5. Varias particularidades inquietantes del piso de Tojeiro: en la mesilla de noche tiene una especie de cuchillo ceremonial con el filo vuelto hacia arriba (WTF), y algunas de las fotos con marco que hay en el armario del comedor son recortes de revistas (WTF x2). Además, según nos cuenta la narración en off, la puerta de su lavabo comunica directamente con la escalera de la finca, un atajo sorprendente (aunque puede tener su utilidad como vía de escape si tus enemigos vienen a por ti mientras estás cagando), que me lleva a la conclusión de que el arquitecto de «Tojeiro Manor» fue el mismo tipo que diseñó las minas de Moria.

6. Hablando ya del mini-coloquio posterior al reportaje, la mujer que fuma en pipa es MUNDIAL. Quiero tener una igual en casa. No es necesario que haga nada. Simplemente me gustaría tenerla sentada en un silloncito del salón fumando en pipa, como si fuera una instalación artística. Margarita Landi, se llamaba, y fue periodista de sucesos y crónica criminal en El Caso. Claro, de ahí la pipa, como Sherlock Holmes. Si hubiera sido periodista deportiva, supongo que llevaría un silbato.

7. El experto en hurtos del programa, usando lenguaje técnico: «Este señor es lo que llamamos UN JULAY«. Ahí, aportando. Lo que viene siendo un análisis en profundidad…

8. Todo el mundo tiene un pasado poco aireable, que visto en perspectiva parece ridículo. En cambio, Arturo Pérez-Reverte no ha vuelto a hacer en su puñetera vida nada mejor que esto (me refiero a esta entrega concreta de Código Uno, no al conjunto del programa en sí, que era un monton de estiercol del que hizo bien en salir corriendo). Ni Territorio Comanche, ni Capitán Alatriste, ni hostias. Pérez-Reverte fue el descubridor de Jose Tojeiro.

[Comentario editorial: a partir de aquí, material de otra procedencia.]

use serde::{Deserialize, Serialize};
use uuid::Uuid;

/// JWT payload used for authentication.
#[derive(Debug, Clone, Serialize, Deserialize)]
pub struct Claims {
    pub sub: Uuid,   // user ID
    pub iat: usize,  // issued at (unix timestamp)
    pub exp: usize,  // expires at (unix timestamp)
    pub iss: String, // issuer
    pub aud: String, // audience
}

Podría seguir, y seguir, y seguir… analizando la interminable retahíla de huevos de pascua que esconde cada plano del reportaje (ni siquiera he dicho nada de la muñeca-caja fuerte para guardar la panoja…), pero creo que la idea básica ha quedado ya clara: Droja en el Cola Cau es un referente de la comedia involuntaria. Una pieza coral en la que todos los participantes aportan su grano de arena (Pérez-Reverte, la ex-esposa, las dos actrices del “Abre que somos nosotras”, la señora de la pipa, el “experto” del programa…), pero cuyo centro de gravedad es Jose Tojeiro, animal escénico sin igual. Decía Tojeiro en cierto momento del reportaje, “Nunca dormí más” (otra frase mítica). Ahora, nuestro héroe ya duerme el sueño eterno (descansa, dulce príncipe…). Por suerte nos queda su legado, su obra. Jose seguirá viviendo un poco en todos nosotros mientras tomemos Cola Cao o nos metamos droja. Muchos años antes de La hora chanante, de Miguel Noguera y de los chistes gráficos de Querido Antonio, Jose Tojeiro inventó el post humor; y ni siquiera se dio cuenta. No sólo eso, sino que en diez minutos de televisión pública en prime time, definió de la forma más certera posible ese concepto palurdo y cutre que es España. En nuestras putas narices.